There are a wide variety of optimization research tactics. We’ll focus on Recorded Sessions and Heatmaps here. 

What are Heatmaps & Session Recordings?

According to Hotjar, a heatmap is a graphical representation of data where values are depicted by color. By aggregating user behavior, heatmaps give a snapshot understanding of how your audience interacts with your web page. Heatmaps make it easy to visualize complex data and understand it at a glance. In other words, heatmaps can help you understand, in a visual way, what content on your website visitors are seeing and interacting with.  

Session Recordings show the step-by-step actions your visitors are taking while they are on your website. The recordings show clicks, taps, scrolling, and mouse movement across pages as the visitor is browsing your website. 

How to Use Heatmaps & Session Recordings to Fuel an Optimization Roadmap  

  • Visualize the popular (hot) and unpopular (cold) elements of a web page  
  • Understand what content users are seeing and engaging with (and what they’re not seeing or engaging with) 
  • See where users are experiencing friction or dropping out of the site funnel 

Understand how users are scrolling across a given page, and if they are interacting with your page’s interactive elements 

  • Supply data and insights to inform a hypothesis to answer critical questions  
  • Uncover and prioritize bugs or display issues across devices. 
  • Put yourself in your visitor’s shoes.  

How can you use these types of tools to inform your optimization efforts?  This is the process we typically use:  

Step 1: Collect Data

  • Choose a Heatmapping & Session Recording Tool  
  • Install the tracking code on your website  
  • Filter out internal traffic to ensure you’re analyzing your real visitors, not your colleagues  
  • Define targeting & capturing to maximize relevancy.  
  • Collect data for 30-days (depending on traffic volume) before beginning analysis 

Step 2: Define Your Research Questions
To be efficient and ensure that the analysis is going to be productive, make sure you have a defined research question or questions.  

  • What are you trying to learn?   
  • Make questions as focused as possible. Too wide of a focus will lead to inefficient analysis  
  • If asking two or more questions, test each in isolation 
  • Example Research Questions:  
    • Which button copy performs best?  
    • Are visitors seeing the important content on PDPs?  
    • When users reach a landing page, what do they do next? 

Step 3: Analyze Heatmaps

  • Are users seeing your critical content? Is it above the fold or are they scrolling to it?  
  • Are they clicking on your primary CTAs or links? Or are they trying to click non-interactive elements? 
  • Are visitors distracted by content that isn’t important to your (or their) business goals?  

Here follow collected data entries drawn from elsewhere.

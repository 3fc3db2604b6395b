//! Client-side producer over a mapped log.
//!
//! `offer` and `try_claim` run entirely against shared memory: the term
//! appender moves the packed tail, the conductor-maintained publisher
//! limit bounds how far the producer may run ahead of the slowest
//! subscriber. Nothing here enters the driver.

use std::sync::Arc;

use thiserror::Error;

use crate::concurrent::counters::Position;
use crate::logbuffer::buffer_claim::BufferClaim;
use crate::logbuffer::descriptor;
use crate::logbuffer::frame_descriptor::HEADER_LENGTH;
use crate::logbuffer::term_appender::{AppendOutcome, ClaimOutcome, TermAppender};
use crate::memory::log_buffers::LogBuffers;

/// Recoverable outcomes of `offer`/`try_claim`. Back pressure is the
/// normal flow-control signal and is never logged.
#[derive(Debug, Error, PartialEq, Eq)]
pub enum OfferError {
    /// The publisher limit has been reached; poll subscribers or retry.
    #[error("back pressured")]
    BackPressured,
    /// No subscriber is connected to the stream.
    #[error("not connected")]
    NotConnected,
    /// The term rotated (or another administrative action ran); retry.
    #[error("administrative action")]
    AdminAction,
    /// The stream has reached its maximum possible position.
    #[error("max position exceeded")]
    MaxPositionExceeded,
    /// The publication has been closed.
    #[error("publication closed")]
    Closed,
    /// The message exceeds the maximum message length for the term.
    #[error("message of {length} bytes exceeds max of {max}")]
    MaxMessageLength { length: usize, max: usize },
}

/// Producer handle for one session on one stream.
pub struct Publication {
    log_buffers: Arc<LogBuffers>,
    appenders: [TermAppender; descriptor::PARTITION_COUNT],
    publisher_limit: Position,
    stream_id: i32,
    session_id: i32,
    registration_id: i64,
    initial_term_id: i32,
    position_bits_to_shift: u32,
    term_length: usize,
    max_possible_position: i64,
    max_message_length: usize,
    max_payload_length: usize,
    is_exclusive: bool,
    is_closed: bool,
}

impl Publication {
    /// Wrap a mapped log. `publisher_limit` is the conductor-allocated
    /// limit counter from the publication-ready response.
    pub fn new(
        log_buffers: Arc<LogBuffers>,
        publisher_limit: Position,
        registration_id: i64,
        is_exclusive: bool,
    ) -> Self {
        let meta = log_buffers.meta_buffer();
        let term_length = log_buffers.term_length();
        let mtu = descriptor::mtu_length(&meta);
        let appenders = [
            TermAppender::new(log_buffers.term_buffer(0), meta, 0),
            TermAppender::new(log_buffers.term_buffer(1), meta, 1),
            TermAppender::new(log_buffers.term_buffer(2), meta, 2),
        ];

        Self {
            appenders,
            publisher_limit,
            stream_id: meta_stream_id(&log_buffers),
            session_id: meta_session_id(&log_buffers),
            registration_id,
            initial_term_id: descriptor::initial_term_id(&meta),
            position_bits_to_shift: descriptor::position_bits_to_shift(term_length),
            term_length,
            max_possible_position: (term_length as i64) << 31,
            max_message_length: term_length / 8,
            max_payload_length: mtu - HEADER_LENGTH,
            is_exclusive,
            is_closed: false,
            log_buffers,
        }
    }

    #[inline]
    pub fn stream_id(&self) -> i32 {
        self.stream_id
    }

    #[inline]
    pub fn session_id(&self) -> i32 {
        self.session_id
    }

    #[inline]
    pub fn registration_id(&self) -> i64 {
        self.registration_id
    }

    #[inline]
    pub fn is_exclusive(&self) -> bool {
        self.is_exclusive
    }

    #[inline]
    pub fn max_message_length(&self) -> usize {
        self.max_message_length
    }

    #[inline]
    pub fn max_payload_length(&self) -> usize {
        self.max_payload_length
    }

    /// Current producer position.
    pub fn position(&self) -> i64 {
        let meta = self.log_buffers.meta_buffer();
        let term_count = descriptor::active_term_count(&meta);
        let index = descriptor::index_by_term_count(term_count);
        let raw_tail = descriptor::raw_tail_volatile(&meta, index);
        descriptor::compute_position(
            descriptor::term_id_from_raw_tail(raw_tail),
            descriptor::term_offset_from_raw_tail(raw_tail, self.term_length),
            self.position_bits_to_shift,
            self.initial_term_id,
        )
    }

    /// The furthest position the producer may currently claim.
    pub fn publisher_limit(&self) -> i64 {
        self.publisher_limit.get_volatile()
    }

    /// Whether any subscriber is attached.
    pub fn is_connected(&self) -> bool {
        descriptor::is_connected(&self.log_buffers.meta_buffer())
    }

    #[inline]
    pub fn is_closed(&self) -> bool {
        self.is_closed
    }

    pub fn close(&mut self) {
        self.is_closed = true;
    }

    /// Offer a whole message, fragmenting if it exceeds the MTU payload.
    /// Returns the stream position past the message on success.
    pub fn offer(&self, msg: &[u8]) -> Result<i64, OfferError> {
        if self.is_closed {
            return Err(OfferError::Closed);
        }
        if msg.len() > self.max_message_length {
            return Err(OfferError::MaxMessageLength {
                length: msg.len(),
                max: self.max_message_length,
            });
        }

        let meta = self.log_buffers.meta_buffer();
        let (term_count, index, position) = self.claim_context(&meta)?;

        let outcome = if msg.len() <= self.max_payload_length {
            self.appenders[index].append_unfragmented(msg, self.is_exclusive)
        } else {
            self.appenders[index].append_fragmented(msg, self.max_payload_length, self.is_exclusive)
        };

        self.resolve(&meta, term_count, position, outcome)
    }

    /// Claim a frame for zero-copy writing. On success returns the
    /// position past the claim and the claim itself; the message becomes
    /// visible on `BufferClaim::commit`.
    pub fn try_claim(&self, length: usize) -> Result<(i64, BufferClaim), OfferError> {
        if self.is_closed {
            return Err(OfferError::Closed);
        }
        if length > self.max_payload_length {
            return Err(OfferError::MaxMessageLength {
                length,
                max: self.max_payload_length,
            });
        }

        let meta = self.log_buffers.meta_buffer();
        let (term_count, index, _position) = self.claim_context(&meta)?;

        match self.appenders[index].claim(length, self.is_exclusive) {
            ClaimOutcome::Claimed {
                term_id,
                resulting_offset,
                claim,
            } => {
                let new_position = descriptor::compute_position(
                    term_id,
                    resulting_offset,
                    self.position_bits_to_shift,
                    self.initial_term_id,
                );
                Ok((new_position, claim))
            }
            ClaimOutcome::Tripped { term_id } => {
                descriptor::rotate_log(&meta, term_count, term_id);
                Err(OfferError::AdminAction)
            }
        }
    }

    /// Resolve the active partition and check flow control. Returns
    /// `(term_count, partition_index, current_position)`.
    fn claim_context(
        &self,
        meta: &crate::concurrent::atomic_buffer::AtomicBuffer,
    ) -> Result<(i32, usize, i64), OfferError> {
        let term_count = descriptor::active_term_count(meta);
        let index = descriptor::index_by_term_count(term_count);
        let raw_tail = descriptor::raw_tail_volatile(meta, index);
        let term_id = descriptor::term_id_from_raw_tail(raw_tail);

        // A rotation between the term-count load and the tail load shows
        // up as a mismatched term id; treat as an admin action and retry.
        if term_id.wrapping_sub(self.initial_term_id) != term_count {
            return Err(OfferError::AdminAction);
        }

        let term_offset = descriptor::term_offset_from_raw_tail(raw_tail, self.term_length);
        let position = descriptor::compute_position(
            term_id,
            term_offset,
            self.position_bits_to_shift,
            self.initial_term_id,
        );

        let limit = self.publisher_limit.get_volatile();
        if position >= limit {
            return Err(self.back_pressure_status(position));
        }

        Ok((term_count, index, position))
    }

    fn resolve(
        &self,
        meta: &crate::concurrent::atomic_buffer::AtomicBuffer,
        term_count: i32,
        _position: i64,
        outcome: AppendOutcome,
    ) -> Result<i64, OfferError> {
        match outcome {
            AppendOutcome::Appended {
                term_id,
                resulting_offset,
            } => Ok(descriptor::compute_position(
                term_id,
                resulting_offset,
                self.position_bits_to_shift,
                self.initial_term_id,
            )),
            AppendOutcome::Tripped { term_id } => {
                descriptor::rotate_log(meta, term_count, term_id);
                Err(OfferError::AdminAction)
            }
        }
    }

    fn back_pressure_status(&self, position: i64) -> OfferError {
        if position >= self.max_possible_position {
            return OfferError::MaxPositionExceeded;
        }
        if !self.is_connected() {
            return OfferError::NotConnected;
        }
        OfferError::BackPressured
    }
}

fn meta_stream_id(log_buffers: &LogBuffers) -> i32 {
    let meta_buffer = log_buffers.meta_buffer();
    let header = descriptor::default_frame_header(&meta_buffer);
    i32::from_le_bytes(header[16..20].try_into().unwrap_or_default())
}

fn meta_session_id(log_buffers: &LogBuffers) -> i32 {
    let meta_buffer = log_buffers.meta_buffer();
    let header = descriptor::default_frame_header(&meta_buffer);
    i32::from_le_bytes(header[12..16].try_into().unwrap_or_default())
}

Step 4: Watch recorded sessions

  • Filter sessions focused solely on the research question at hand 
  • Look for: 
    • How long users spend on content, and if they scroll back and forth between content 
    • How users are navigating between pages 
    • How (and when) they interact with CTAs 
    • Unusual mouse movements or interactions 
    • When users drop out of your funnel  
  • Record any notable insights + key takeaways 

Step 5: Look for trends and hypothesize

  • What trends did you find throughout the analysis?  
  • Based on what you learned, what improvements can be made to improve the site experience? 

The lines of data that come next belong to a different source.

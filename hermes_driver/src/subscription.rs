//! Links between clients and the resources they registered.
//!
//! A `SubscriptionLink` records one add-subscription command and the
//! subscriber position counters it has been wired to. A
//! `PublicationLink` records one add-publication command and keeps its
//! publication referenced until removed (or its client dies).

/// Settings a subscription joins a channel with. `reliable`/`rejoin`
/// must agree across subscriptions sharing an endpoint.
#[derive(Debug, Clone, Copy, PartialEq, Eq)]
pub struct SubscriptionParams {
    pub is_tether: bool,
    pub is_reliable: bool,
    pub is_rejoin: bool,
}

impl Default for SubscriptionParams {
    fn default() -> Self {
        Self {
            is_tether: true,
            is_reliable: true,
            is_rejoin: true,
        }
    }
}

/// A subscriber position wired to a publication.
#[derive(Debug, Clone, Copy)]
pub struct LinkedPosition {
    pub publication_registration_id: i64,
    pub counter_id: i32,
}

/// One subscription registered by a client.
#[derive(Debug)]
pub struct SubscriptionLink {
    registration_id: i64,
    stream_id: i32,
    channel: String,
    client_id: i64,
    params: SubscriptionParams,
    positions: Vec<LinkedPosition>,
}

impl SubscriptionLink {
    pub fn new(
        registration_id: i64,
        stream_id: i32,
        channel: String,
        client_id: i64,
        params: SubscriptionParams,
    ) -> Self {
        Self {
            registration_id,
            stream_id,
            channel,
            client_id,
            params,
            positions: Vec::new(),
        }
    }

    #[inline]
    pub fn registration_id(&self) -> i64 {
        self.registration_id
    }

    #[inline]
    pub fn stream_id(&self) -> i32 {
        self.stream_id
    }

    #[inline]
    pub fn channel(&self) -> &str {
        &self.channel
    }

    #[inline]
    pub fn client_id(&self) -> i64 {
        self.client_id
    }

    #[inline]
    pub fn params(&self) -> SubscriptionParams {
        self.params
    }

    #[inline]
    pub fn is_tether(&self) -> bool {
        self.params.is_tether
    }

    /// Whether this subscription wants frames from a publication on
    /// `(stream_id, channel)`.
    pub fn matches(&self, stream_id: i32, channel: &str) -> bool {
        self.stream_id == stream_id && self.channel == channel
    }

    /// `reliable`/`rejoin` clash with another subscription on the same
    /// channel endpoint.
    pub fn clashes_with(&self, stream_id: i32, channel: &str, params: SubscriptionParams) -> bool {
        self.stream_id == stream_id
            && self.channel == channel
            && (self.params.is_reliable != params.is_reliable
                || self.params.is_rejoin != params.is_rejoin)
    }

    pub fn link(&mut self, publication_registration_id: i64, counter_id: i32) {
        self.positions.push(LinkedPosition {
            publication_registration_id,
            counter_id,
        });
    }

    /// Drop the wiring to a publication. The counter itself is owned and
    /// freed by the publication's subscriber list, not here.
    pub fn unlink(&mut self, publication_registration_id: i64) -> Option<i32> {
        let index = self
            .positions
            .iter()
            .position(|p| p.publication_registration_id == publication_registration_id)?;
        Some(self.positions.swap_remove(index).counter_id)
    }

    pub fn is_linked(&self, publication_registration_id: i64) -> bool {
        self.positions
            .iter()
            .any(|p| p.publication_registration_id == publication_registration_id)
    }

    pub fn positions(&self) -> &[LinkedPosition] {
        &self.positions
    }
}

/// One add-publication registration by a client.
#[derive(Debug, Clone, Copy)]
pub struct PublicationLink {
    pub registration_id: i64,
    pub publication_registration_id: i64,
    pub client_id: i64,
}

#[cfg(test)]
mod tests {
    use super::*;

    #[test]
    fn matching_and_clash_rules() {
        let link = SubscriptionLink::new(
            1,
            10,
            "hermes:ipc".to_string(),
            7,
            SubscriptionParams::default(),
        );

        assert!(link.matches(10, "hermes:ipc"));
        assert!(!link.matches(11, "hermes:ipc"));

        let clashing = SubscriptionParams {
            is_reliable: false,
            ..Default::default()
        };
        assert!(link.clashes_with(10, "hermes:ipc", clashing));
        assert!(!link.clashes_with(10, "hermes:ipc", SubscriptionParams::default()));
        assert!(!link.clashes_with(11, "hermes:ipc", clashing));
    }

    #[test]
    fn link_unlink_roundtrip() {
        let mut link = SubscriptionLink::new(
            1,
            10,
            "hermes:ipc".to_string(),
            7,
            SubscriptionParams::default(),
        );

        link.link(100, 5);
        assert!(link.is_linked(100));
        assert_eq!(link.unlink(100), Some(5));
        assert!(!link.is_linked(100));
        assert_eq!(link.unlink(100), None);
    }
}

Engagement analysis in practice

So, what does this look like in real life? Here are some examples where we used actual heatmaps and session recordings as inputs to optimization roadmaps.  

Example 1

What we see from the heatmap:  

  • Users are rarely scrolling below the hero image of this page


  • Content is not engaging customers outside of the header navigation and hero container 
  • Critical information that is lower on this page is being missed   

Optimization Opportunities:  

  • Shorten or reorganize the homepage  
  • A/B test messaging + imagery in the hero image to maximize engagement 

Example 2

What we see from the heatmap:  

  • Users are clicking on an area of a landing page that is not a link  


  • Users believe this is a link, and are interested enough in it to click  

Optimization Opportunities:  

  • Redesign to clarify that it is not a clickable link, or…  
  • Create content to support this feature, make the image clickable to access additional content

Example 3:

What we saw in the session recording:  

  • Users were not using the search refinements at the top of Search Results Pages 
  • They were scrolling to the bottom of the page and then searching again, if they didn’t find what they needed 

Optimization Opportunity:  

  • Make filters & facets sticky as the user scrolls  
  • Add suggested refinements to the top of the SRP to enable more relevant results  
  • Default to grid view for visibility of more products at once to reduce scrolling 

 Example 4

What we see in the heatmap:  

  • Click Map indicates that Make a Payment button is not getting significant engagement. (This was confirmed with analytics data)  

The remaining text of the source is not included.